Se a ida foi agonizante, agora, descendo e com o vento a favor, só se ouvia o “uhul” dos bikers serra abaixo. Estávamos mais rápidos. Mas dois de nossos companheiros “compraram um terreno”, ou seja, sofreram uma queda. O primeiro a levantar sacudiu a poeira, olhou para a bike e seguiu. O segundo demorou para levantar, não sacudiu a poeira e nem olhou para a bike – isso não era um bom sinal. Sentiu fortes dores no ombro e a preocupação tomou conta do grupo. Neste local, totalmente isolado, já houve casos de pessoas serem resgatadas de helicóptero, dada a dificuldade de se transitar com veículos 4×4 por lá. Apesar de perder um pouco a mobilidade do braço acidentado, aos poucos a dor foi melhorando. Nosso companheiro sabia que teria que ser forte e seguir viagem; parar não era uma opção. Decidimos dividir o grupo. Os três mais rápidos iriam à frente para buscar um carro e resgatar os demais. Até onde os carros 4×4 chegam com facilidade seriam 27 km a menos e para quem vem contundido e desgastado, isso dá mais de uma hora de pedal.

© Dilamar Lewiski e João Swamy

Faltando 15 km para chegarmos ao asfalto, um forte estouro aconteceu. Era um pneu, e o reserva ficou com o pessoal que vinha atrás. Tivemos que improvisar para seguir. A bicicleta pulava um pouco, mas conseguimos continuar. O ritmo foi ótimo, com poucas e rápidas subidas, até chegarmos à ponte de concreto onde tudo começou. Na reta final, empurrados pelo vento, a adrenalina foi tomando conta e a velocidade média passou dos 45 km/h na plana savana.

Enquanto isso, lá atrás o segundo grupo resolveu que iria diminuir o tempo e a quantidade de paradas para não correr o risco de pegar parte do trajeto à noite. Sacrificaram um pouco mais seus corpos, mas tomaram a decisão certa, pois conseguiram manter um ritmo forte mesmo com um companheiro contundido.
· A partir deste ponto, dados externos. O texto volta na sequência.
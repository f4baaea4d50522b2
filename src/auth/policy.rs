// SPDX-License-Identifier: AGPL-3.0-or-later
//
// Copyright (C) 2026 Relational Network

//! Scope-based authorization.
//!
//! A request is allowed when the token's granted scopes contain every scope
//! the route requires. Granting more scopes never turns an allow into a deny.

use std::fmt;

use serde::Serialize;
use utoipa::ToSchema;

use super::claims::Claims;
use super::scopes::ScopeSet;

/// The authenticated caller.
#[derive(Clone, PartialEq, Eq, Serialize, ToSchema)]
pub struct Principal {
    /// Subject identifier from the token
    #[schema(example = "user_123")]
    pub subject: String,
    /// Scopes granted to the caller
    pub scopes: ScopeSet,
}

impl Principal {
    pub fn from_claims(claims: &Claims) -> Self {
        Self {
            subject: claims.subject().to_string(),
            scopes: claims.scopes().clone(),
        }
    }

    pub fn has_scope(&self, scope: &str) -> bool {
        self.scopes.contains(scope)
    }
}

impl fmt::Debug for Principal {
    fn fmt(&self, f: &mut fmt::Formatter<'_>) -> fmt::Result {
        f.debug_struct("Principal")
            .field("subject", &"[REDACTED]")
            .field("scopes", &self.scopes)
            .finish()
    }
}

#[derive(Debug, Clone, PartialEq, Eq)]
pub enum DenyReason {
    InsufficientScope { missing: ScopeSet },
}

#[derive(Debug, Clone, PartialEq, Eq)]
pub enum AuthorizationDecision {
    Allow(Principal),
    Deny(DenyReason),
}

impl AuthorizationDecision {
    pub fn is_allowed(&self) -> bool {
        matches!(self, AuthorizationDecision::Allow(_))
    }
}

/// Decide whether verified claims satisfy the required scopes.
///
/// Pure: the same inputs always give the same decision.
pub fn authorize(claims: &Claims, required: &ScopeSet) -> AuthorizationDecision {
    let missing = required.missing_from(claims.scopes());
    if missing.is_empty() {
        AuthorizationDecision::Allow(Principal::from_claims(claims))
    } else {
        AuthorizationDecision::Deny(DenyReason::InsufficientScope { missing })
    }
}
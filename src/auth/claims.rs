// SPDX-License-Identifier: AGPL-3.0-or-later
//
// Copyright (C) 2026 Relational Network

//! JWT claims.
//!
//! [`TokenClaims`] is the wire shape of a token payload. [`Claims`] is the
//! checked, immutable form handed out after verification.

use std::fmt;

use chrono::{DateTime, Utc};
use serde::{Deserialize, Serialize};

use super::error::ValidationFailure;
use super::scopes::ScopeSet;

/// A claim that may be a single string or an array of strings.
///
/// `aud` is either per RFC 7519; Azure AD sends `scp` as a space-delimited
/// string while other providers send an array.
#[derive(Debug, Clone, PartialEq, Eq, Deserialize)]
#[serde(untagged)]
pub enum OneOrMany {
    One(String),
    Many(Vec<String>),
}

impl OneOrMany {
    fn into_vec(self) -> Vec<String> {
        match self {
            OneOrMany::One(value) => vec![value],
            OneOrMany::Many(values) => values,
        }
    }
}

/// Claims as they appear in the token payload.
///
/// Fields are optional here so that a missing claim is reported by
/// [`Claims::from_token_claims`] rather than as a JSON error.
#[derive(Debug, Clone, Default, Deserialize)]
pub struct TokenClaims {
    /// Subject
    #[serde(default)]
    pub sub: Option<String>,
    /// Issuer
    #[serde(default)]
    pub iss: Option<String>,
    /// Audience
    #[serde(default)]
    pub aud: Option<OneOrMany>,
    /// Expiration (Unix seconds)
    #[serde(default)]
    pub exp: Option<i64>,
    /// Issued at (Unix seconds)
    #[serde(default)]
    pub iat: Option<i64>,
    /// Not before (Unix seconds)
    #[serde(default)]
    pub nbf: Option<i64>,
    /// OAuth2 space-delimited scopes
    #[serde(default)]
    pub scope: Option<String>,
    /// Azure AD delegated scopes
    #[serde(default)]
    pub scp: Option<OneOrMany>,
    /// Azure AD application roles
    #[serde(default)]
    pub roles: Option<Vec<String>>,
}

impl TokenClaims {
    /// Union of `scope`, `scp` and `roles`.
    fn granted_scopes(&self) -> ScopeSet {
        let mut scopes = ScopeSet::new();
        if let Some(scope) = &self.scope {
            scopes.extend(scope.split_whitespace());
        }
        if let Some(scp) = &self.scp {
            for value in scp.clone().into_vec() {
                scopes.extend(value.split_whitespace().map(str::to_string));
            }
        }
        if let Some(roles) = &self.roles {
            scopes.extend(roles.iter().cloned());
        }
        scopes
    }
}

/// Verified claims of a bearer token.
///
/// `issued_at <= expires_at` always holds. The subject is redacted in
/// `Debug` output.
///
/// Only [`TokenVerifier`](super::TokenVerifier) produces values of this type;
/// other crates cannot build one:
///
/// ```compile_fail
/// use bearer_gate::auth::{Claims, ScopeSet};
///
/// let now = chrono::Utc::now();
/// let forged = Claims::new("admin", "issuer", vec![], now, now, ScopeSet::parse("admin"));
/// ```
#[derive(Clone, PartialEq, Eq, Serialize)]
pub struct Claims {
    subject: String,
    issuer: String,
    audience: Vec<String>,
    issued_at: DateTime<Utc>,
    expires_at: DateTime<Utc>,
    scopes: ScopeSet,
}

impl Claims {
    /// Build claims, enforcing the structural invariants.
    ///
    /// # Errors
    ///
    /// `MalformedToken` if the subject is empty or `issued_at > expires_at`.
    pub(crate) fn new(
        subject: impl Into<String>,
        issuer: impl Into<String>,
        audience: Vec<String>,
        issued_at: DateTime<Utc>,
        expires_at: DateTime<Utc>,
        scopes: ScopeSet,
    ) -> Result<Self, ValidationFailure> {
        let subject = subject.into();
        if subject.is_empty() || issued_at > expires_at {
            return Err(ValidationFailure::MalformedToken);
        }
        Ok(Self {
            subject,
            issuer: issuer.into(),
            audience,
            issued_at,
            expires_at,
            scopes,
        })
    }

    /// Check a decoded payload and convert it.
    ///
    /// `sub`, `exp` and `iat` are required. A missing `iss` or `aud` is
    /// allowed here and rejected later by the issuer and audience checks.
    pub(crate) fn from_token_claims(raw: TokenClaims) -> Result<Self, ValidationFailure> {
        let scopes = raw.granted_scopes();
        let (Some(subject), Some(exp), Some(iat)) = (raw.sub, raw.exp, raw.iat) else {
            return Err(ValidationFailure::MalformedToken);
        };
        let expires_at = timestamp(exp)?;
        let issued_at = timestamp(iat)?;
        let audience = raw.aud.map(OneOrMany::into_vec).unwrap_or_default();

        Self::new(
            subject,
            raw.iss.unwrap_or_default(),
            audience,
            issued_at,
            expires_at,
            scopes,
        )
    }

    pub fn subject(&self) -> &str {
        &self.subject
    }

    pub fn issuer(&self) -> &str {
        &self.issuer
    }

    pub fn audience(&self) -> &[String] {
        &self.audience
    }

    pub fn issued_at(&self) -> DateTime<Utc> {
        self.issued_at
    }

    pub fn expires_at(&self) -> DateTime<Utc> {
        self.expires_at
    }

    pub fn scopes(&self) -> &ScopeSet {
        &self.scopes
    }

    pub fn has_scope(&self, scope: &str) -> bool {
        self.scopes.contains(scope)
    }
}

fn timestamp(secs: i64) -> Result<DateTime<Utc>, ValidationFailure> {
    DateTime::from_timestamp(secs, 0).ok_or(ValidationFailure::MalformedToken)
}

impl fmt::Debug for Claims {
    fn fmt(&self, f: &mut fmt::Formatter<'_>) -> fmt::Result {
        f.debug_struct("Claims")
            .field("subject", &"[REDACTED]")
            .field("issuer", &self.issuer)
            .field("audience", &self.audience)
            .field("issued_at", &self.issued_at)
            .field("expires_at", &self.expires_at)
            .field("scopes", &self.scopes)
            .finish()
    }
}
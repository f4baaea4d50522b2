// SPDX-License-Identifier: AGPL-3.0-or-later
//
// Copyright (C) 2026 Relational Network

use axum::{middleware, routing::get, Router};
use tower_http::{
    cors::CorsLayer,
    request_id::{MakeRequestUuid, PropagateRequestIdLayer, SetRequestIdLayer},
    trace::TraceLayer,
};
use utoipa::{
    openapi::security::{HttpAuthScheme, HttpBuilder, SecurityScheme},
    Modify, OpenApi,
};
use utoipa_swagger_ui::SwaggerUi;

use crate::{
    auth::{require_scopes, Principal, RequireScopes},
    error::Problem,
    state::AppState,
};

pub mod admin;
pub mod health;
pub mod me;

pub fn router(state: AppState) -> Router {
    let admin_routes = Router::new()
        .route("/admin/keys", get(admin::list_signing_keys))
        .route_layer(middleware::from_fn_with_state(
            RequireScopes::new(state.gate.clone(), (*state.admin_scopes).clone()),
            require_scopes,
        ));

    let v1_routes = Router::new()
        .route("/me", get(me::get_me))
        .merge(admin_routes)
        .with_state(state.clone());

    let health_routes = Router::new()
        .route("/health", get(health::health))
        .route("/health/live", get(health::liveness))
        .route("/health/ready", get(health::readiness))
        .with_state(state);

    Router::new()
        .merge(health_routes)
        .nest("/v1", v1_routes)
        .merge(SwaggerUi::new("/docs").url("/api-doc/openapi.json", ApiDoc::openapi()))
        .layer(TraceLayer::new_for_http())
        .layer(PropagateRequestIdLayer::x_request_id())
        .layer(SetRequestIdLayer::x_request_id(MakeRequestUuid))
        .layer(CorsLayer::permissive())
}

struct SecurityAddon;

impl Modify for SecurityAddon {
    fn modify(&self, openapi: &mut utoipa::openapi::OpenApi) {
        if let Some(components) = openapi.components.as_mut() {
            components.add_security_scheme(
                "bearer",
                SecurityScheme::Http(
                    HttpBuilder::new()
                        .scheme(HttpAuthScheme::Bearer)
                        .bearer_format("JWT")
                        .build(),
                ),
            );
        }
    }
}

#[derive(OpenApi)]
#[openapi(
    paths(
        health::health,
        health::liveness,
        health::readiness,
        me::get_me,
        admin::list_signing_keys
    ),
    components(
        schemas(
            Principal,
            Problem,
            me::MeResponse,
            admin::SigningKeysResponse,
            health::ReadyResponse,
            health::HealthChecks,
            health::HealthResponse
        )
    ),
    modifiers(&SecurityAddon),
    tags(
        (name = "Health", description = "Liveness and readiness probes"),
        (name = "Identity", description = "Authenticated caller information"),
        (name = "Admin", description = "Signing key cache inspection")
    )
)]
struct ApiDoc;
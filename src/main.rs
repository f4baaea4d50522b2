// SPDX-License-Identifier: AGPL-3.0-or-later
//
// Copyright (C) 2026 Relational Network

use std::process::ExitCode;

use tokio_util::sync::CancellationToken;
use tracing::{error, info, warn};
use tracing_subscriber::{layer::SubscriberExt, util::SubscriberInitExt, EnvFilter};

use bearer_gate::{
    api::router,
    config::{LogFormat, Settings, DEFAULT_LOG_FILTER},
    state::AppState,
};

fn init_tracing(format: LogFormat) {
    let filter =
        EnvFilter::try_from_default_env().unwrap_or_else(|_| EnvFilter::new(DEFAULT_LOG_FILTER));
    let registry = tracing_subscriber::registry().with(filter);
    match format {
        LogFormat::Json => registry.with(tracing_subscriber::fmt::layer().json()).init(),
        LogFormat::Pretty => registry.with(tracing_subscriber::fmt::layer()).init(),
    }
}

async fn shutdown_signal(shutdown: CancellationToken) {
    if let Err(e) = tokio::signal::ctrl_c().await {
        error!(error = %e, "Failed to listen for shutdown signal");
    }
    info!("Shutdown signal received");
    shutdown.cancel();
}

#[tokio::main]
async fn main() -> ExitCode {
    let settings = match Settings::from_env() {
        Ok(settings) => settings,
        Err(e) => {
            eprintln!("Invalid configuration: {e}");
            return ExitCode::FAILURE;
        }
    };
    init_tracing(settings.server.log_format);

    let state = AppState::from_settings(&settings.auth);

    // The service still starts if the provider is down; requests retry the fetch.
    match state.keys.warm_up().await {
        Ok(key_count) => info!(key_count, "Signing keys loaded"),
        Err(e) => warn!(error = %e, jwks_url = %settings.auth.jwks_url, "Initial signing key fetch failed"),
    }

    let shutdown = CancellationToken::new();
    let refresher = state
        .keys
        .spawn_refresh_task(settings.auth.key_refresh_interval, shutdown.clone());

    let addr = settings.server.bind_address();
    let listener = match tokio::net::TcpListener::bind(&addr).await {
        Ok(listener) => listener,
        Err(e) => {
            error!(error = %e, %addr, "Failed to bind");
            return ExitCode::FAILURE;
        }
    };

    info!(
        %addr,
        issuer = %settings.auth.issuer,
        audiences = ?settings.auth.audiences,
        "Bearer gate listening (docs at /docs)"
    );

    let app = router(state);
    let served = axum::serve(listener, app)
        .with_graceful_shutdown(shutdown_signal(shutdown.clone()))
        .await;

    shutdown.cancel();
    if let Err(e) = refresher.await {
        warn!(error = %e, "Key refresher did not stop cleanly");
    }

    match served {
        Ok(()) => {
            info!("Server stopped");
            ExitCode::SUCCESS
        }
        Err(e) => {
            error!(error = %e, "Server failed");
            ExitCode::FAILURE
        }
    }
}
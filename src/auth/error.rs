// SPDX-License-Identifier: AGPL-3.0-or-later
//
// Copyright (C) 2026 Relational Network

//! Authentication failures and denial outcomes.
//!
//! Nothing here knows about HTTP. Rendering a [`DenialOutcome`] into a
//! response is the job of [`crate::error`].

use std::fmt;

use super::scopes::ScopeSet;

/// Why a bearer token failed verification.
///
/// Every variant is terminal for the verification attempt that produced it.
/// The variant is for logs only; callers are told "unauthenticated".
#[derive(Debug, Clone, Copy, PartialEq, Eq, Hash, thiserror::Error)]
pub enum ValidationFailure {
    /// Not a structurally valid JWT, or required claims are missing
    #[error("token is malformed")]
    MalformedToken,
    /// Signature does not verify with the resolved key
    #[error("token signature is invalid")]
    SignatureInvalid,
    /// `exp` is in the past beyond the skew tolerance
    #[error("token has expired")]
    Expired,
    /// `nbf` is in the future beyond the skew tolerance
    #[error("token is not yet valid")]
    NotYetValid,
    /// `iss` is not the trusted issuer
    #[error("token issuer is not trusted")]
    IssuerMismatch,
    /// `aud` shares no value with the accepted audiences
    #[error("token audience is not accepted")]
    AudienceMismatch,
    /// No signing key matches the token's key id
    #[error("no signing key matches the token")]
    KeyNotFound,
}

impl ValidationFailure {
    /// Stable machine-readable code, used as a log field.
    pub fn code(&self) -> &'static str {
        match self {
            ValidationFailure::MalformedToken => "malformed_token",
            ValidationFailure::SignatureInvalid => "invalid_signature",
            ValidationFailure::Expired => "token_expired",
            ValidationFailure::NotYetValid => "token_not_yet_valid",
            ValidationFailure::IssuerMismatch => "invalid_issuer",
            ValidationFailure::AudienceMismatch => "invalid_audience",
            ValidationFailure::KeyNotFound => "no_matching_key",
        }
    }
}

/// Coarse class of a denial, the only thing surfaced to callers.
#[derive(Debug, Clone, Copy, PartialEq, Eq, Hash)]
pub enum DenialKind {
    /// Caller could not be identified (HTTP 401)
    Unauthenticated,
    /// Caller was identified but lacks privileges (HTTP 403)
    Forbidden,
}

/// Internal detail attached to a denial.
#[derive(Debug, Clone, PartialEq, Eq)]
pub enum DenialDetail {
    /// No `Authorization` header
    MissingCredentials,
    /// Header present but not `Bearer <token>`
    InvalidAuthorizationHeader,
    /// Token failed verification
    Validation(ValidationFailure),
    /// Token verified but the route needs scopes it does not grant
    InsufficientScope { missing: ScopeSet },
}

/// Result of a rejected request, handed to the error renderer.
#[derive(Debug, Clone, PartialEq, Eq)]
pub struct DenialOutcome {
    kind: DenialKind,
    detail: DenialDetail,
}

impl DenialOutcome {
    pub fn missing_credentials() -> Self {
        Self {
            kind: DenialKind::Unauthenticated,
            detail: DenialDetail::MissingCredentials,
        }
    }

    pub fn invalid_authorization_header() -> Self {
        Self {
            kind: DenialKind::Unauthenticated,
            detail: DenialDetail::InvalidAuthorizationHeader,
        }
    }

    pub fn insufficient_scope(missing: ScopeSet) -> Self {
        Self {
            kind: DenialKind::Forbidden,
            detail: DenialDetail::InsufficientScope { missing },
        }
    }

    pub fn kind(&self) -> DenialKind {
        self.kind
    }

    pub fn detail(&self) -> &DenialDetail {
        &self.detail
    }

    /// Reason code for logs. Never sent to the caller.
    pub fn reason_code(&self) -> &'static str {
        match &self.detail {
            DenialDetail::MissingCredentials => "missing_auth_header",
            DenialDetail::InvalidAuthorizationHeader => "invalid_auth_header",
            DenialDetail::Validation(failure) => failure.code(),
            DenialDetail::InsufficientScope { .. } => "insufficient_scope",
        }
    }
}

impl From<ValidationFailure> for DenialOutcome {
    fn from(failure: ValidationFailure) -> Self {
        Self {
            kind: DenialKind::Unauthenticated,
            detail: DenialDetail::Validation(failure),
        }
    }
}

impl fmt::Display for DenialOutcome {
    fn fmt(&self, f: &mut fmt::Formatter<'_>) -> fmt::Result {
        match &self.detail {
            DenialDetail::MissingCredentials => write!(f, "Authorization header is required"),
            DenialDetail::InvalidAuthorizationHeader => {
                write!(f, "Invalid authorization header format (expected 'Bearer <token>')")
            }
            DenialDetail::Validation(failure) => write!(f, "{failure}"),
            DenialDetail::InsufficientScope { missing } => {
                write!(f, "missing required scopes: {missing}")
            }
        }
    }
}

impl std::error::Error for DenialOutcome {}
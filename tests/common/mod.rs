// SPDX-License-Identifier: AGPL-3.0-or-later
//
// Copyright (C) 2026 Relational Network

//! Shared harness for the integration tests: Ed25519 test keys, a mocked
//! JWKS endpoint and a router built from environment-style settings.

#![allow(dead_code, clippy::unwrap_used, clippy::expect_used)]

use std::collections::HashMap;
use std::time::Duration;

use axum::{
    body::{to_bytes, Body},
    http::{header, Request, Response},
    Router,
};
use base64::{engine::general_purpose::URL_SAFE_NO_PAD, Engine};
use bearer_gate::{api::router, config::Settings, state::AppState};
use chrono::Utc;
use jsonwebtoken::{encode, Algorithm, EncodingKey, Header};
use ring::signature::{Ed25519KeyPair, KeyPair};
use tower::ServiceExt;
use wiremock::matchers::{method, path};
use wiremock::{Mock, MockServer, ResponseTemplate};

pub const ISSUER: &str = "https://login.test.example/tenant/v2.0";
pub const AUDIENCE: &str = "api://bearer-gate";
pub const JWKS_PATH: &str = "/discovery/v2.0/keys";

/// Test keypair for signing tokens.
pub struct TestKeypair {
    pub kid: String,
    public_key_bytes: Vec<u8>,
    private_key_pkcs8: Vec<u8>,
}

impl TestKeypair {
    pub fn new(seed: u8, kid: &str) -> Self {
        let mut seed_bytes = [0u8; 32];
        seed_bytes[0] = seed;
        for (i, byte) in seed_bytes.iter_mut().enumerate().skip(1) {
            *byte = seed.wrapping_mul(i as u8).wrapping_add(i as u8);
        }

        let key_pair = Ed25519KeyPair::from_seed_unchecked(&seed_bytes)
            .expect("Failed to create test keypair");

        Self {
            kid: kid.to_string(),
            public_key_bytes: key_pair.public_key().as_ref().to_vec(),
            private_key_pkcs8: build_pkcs8_from_seed(&seed_bytes),
        }
    }

    pub fn sign(&self, claims: &serde_json::Value) -> String {
        let encoding_key = EncodingKey::from_ed_der(&self.private_key_pkcs8);
        let mut header = Header::new(Algorithm::EdDSA);
        header.typ = Some("JWT".to_string());
        header.kid = Some(self.kid.clone());
        encode(&header, claims, &encoding_key).expect("Failed to sign token")
    }

    /// A token valid for an hour with the given scopes.
    pub fn token(&self, subject: &str, scope: &str) -> String {
        let now = Utc::now().timestamp();
        self.sign(&serde_json::json!({
            "sub": subject,
            "iss": ISSUER,
            "aud": AUDIENCE,
            "iat": now,
            "exp": now + 3600,
            "scope": scope
        }))
    }

    pub fn expired_token(&self, subject: &str) -> String {
        let now = Utc::now().timestamp();
        self.sign(&serde_json::json!({
            "sub": subject,
            "iss": ISSUER,
            "aud": AUDIENCE,
            "iat": now - 7200,
            "exp": now - 3600
        }))
    }

    pub fn jwk_json(&self) -> serde_json::Value {
        serde_json::json!({
            "kty": "OKP",
            "kid": self.kid,
            "crv": "Ed25519",
            "x": URL_SAFE_NO_PAD.encode(&self.public_key_bytes),
            "alg": "EdDSA",
            "use": "sig"
        })
    }
}

/// Build PKCS#8 v1 document from Ed25519 seed.
fn build_pkcs8_from_seed(seed: &[u8; 32]) -> Vec<u8> {
    let mut pkcs8 = vec![
        0x30, 0x2e, // SEQUENCE, 46 bytes
        0x02, 0x01, 0x00, // version 0
        0x30, 0x05, 0x06, 0x03, 0x2b, 0x65, 0x70, // Ed25519 OID
        0x04, 0x22, 0x04, 0x20, // OCTET STRING { OCTET STRING (32) }
    ];
    pkcs8.extend_from_slice(seed);
    pkcs8
}

/// Mount a JWKS response serving `keys`, replacing any earlier mock.
pub async fn serve_keys(mock_server: &MockServer, keys: &[&TestKeypair], delay: Duration) {
    mock_server.reset().await;
    let body = serde_json::json!({
        "keys": keys.iter().map(|k| k.jwk_json()).collect::<Vec<_>>()
    });
    Mock::given(method("GET"))
        .and(path(JWKS_PATH))
        .respond_with(
            ResponseTemplate::new(200)
                .set_body_json(&body)
                .set_delay(delay),
        )
        .mount(mock_server)
        .await;
}

/// Router wired to a mocked identity provider.
pub struct TestApp {
    pub router: Router,
    pub state: AppState,
    pub mock_server: MockServer,
}

impl TestApp {
    pub async fn spawn(keys: &[&TestKeypair]) -> Self {
        let mock_server = MockServer::start().await;
        serve_keys(&mock_server, keys, Duration::ZERO).await;
        Self::with_mock(mock_server, HashMap::new())
    }

    /// Build the app against `mock_server`; `extra` overrides settings.
    pub fn with_mock(mock_server: MockServer, extra: HashMap<String, String>) -> Self {
        let mut vars = HashMap::from([
            ("AUTH_ISSUER".to_string(), ISSUER.to_string()),
            ("AUTH_AUDIENCES".to_string(), format!("{AUDIENCE},api://other")),
            (
                "AUTH_JWKS_URL".to_string(),
                format!("{}{JWKS_PATH}", mock_server.uri()),
            ),
            ("AUTH_JWKS_FETCH_TIMEOUT_SECS".to_string(), "2".to_string()),
            ("AUTH_ADMIN_SCOPE".to_string(), "keys.admin".to_string()),
        ]);
        vars.extend(extra);

        let settings = Settings::from_vars(&vars).expect("Failed to build settings");
        let state = AppState::from_settings(&settings.auth);

        Self {
            router: router(state.clone()),
            state,
            mock_server,
        }
    }

    pub async fn get(&self, uri: &str, token: Option<&str>) -> Response<Body> {
        let mut builder = Request::builder().uri(uri);
        if let Some(token) = token {
            builder = builder.header(header::AUTHORIZATION, format!("Bearer {token}"));
        }
        self.router
            .clone()
            .oneshot(builder.body(Body::empty()).unwrap())
            .await
            .unwrap()
    }

    pub async fn jwks_requests(&self) -> usize {
        self.mock_server
            .received_requests()
            .await
            .map(|requests| requests.len())
            .unwrap_or(0)
    }
}

pub async fn json_body(response: Response<Body>) -> serde_json::Value {
    let bytes = to_bytes(response.into_body(), usize::MAX).await.unwrap();
    serde_json::from_slice(&bytes).unwrap()
}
Após mais 15 km de asfalto, chegávamos à Pousada Del Guerreiro onde o Sr. Almir nos recebeu alucinado com a conquista deste feito. Não demorou muito para tomar banho e seguir com dois carros ao encontro dos companheiros que ficaram para trás. Para nossa surpresa, encontramos eles já no asfalto!

Mais 230 km de volta para Boa Vista e estava tudo acabado. Os corpos doloridos, mas a alma ao vento, alucinados ainda com a conquista de um objetivo há tempos desejado.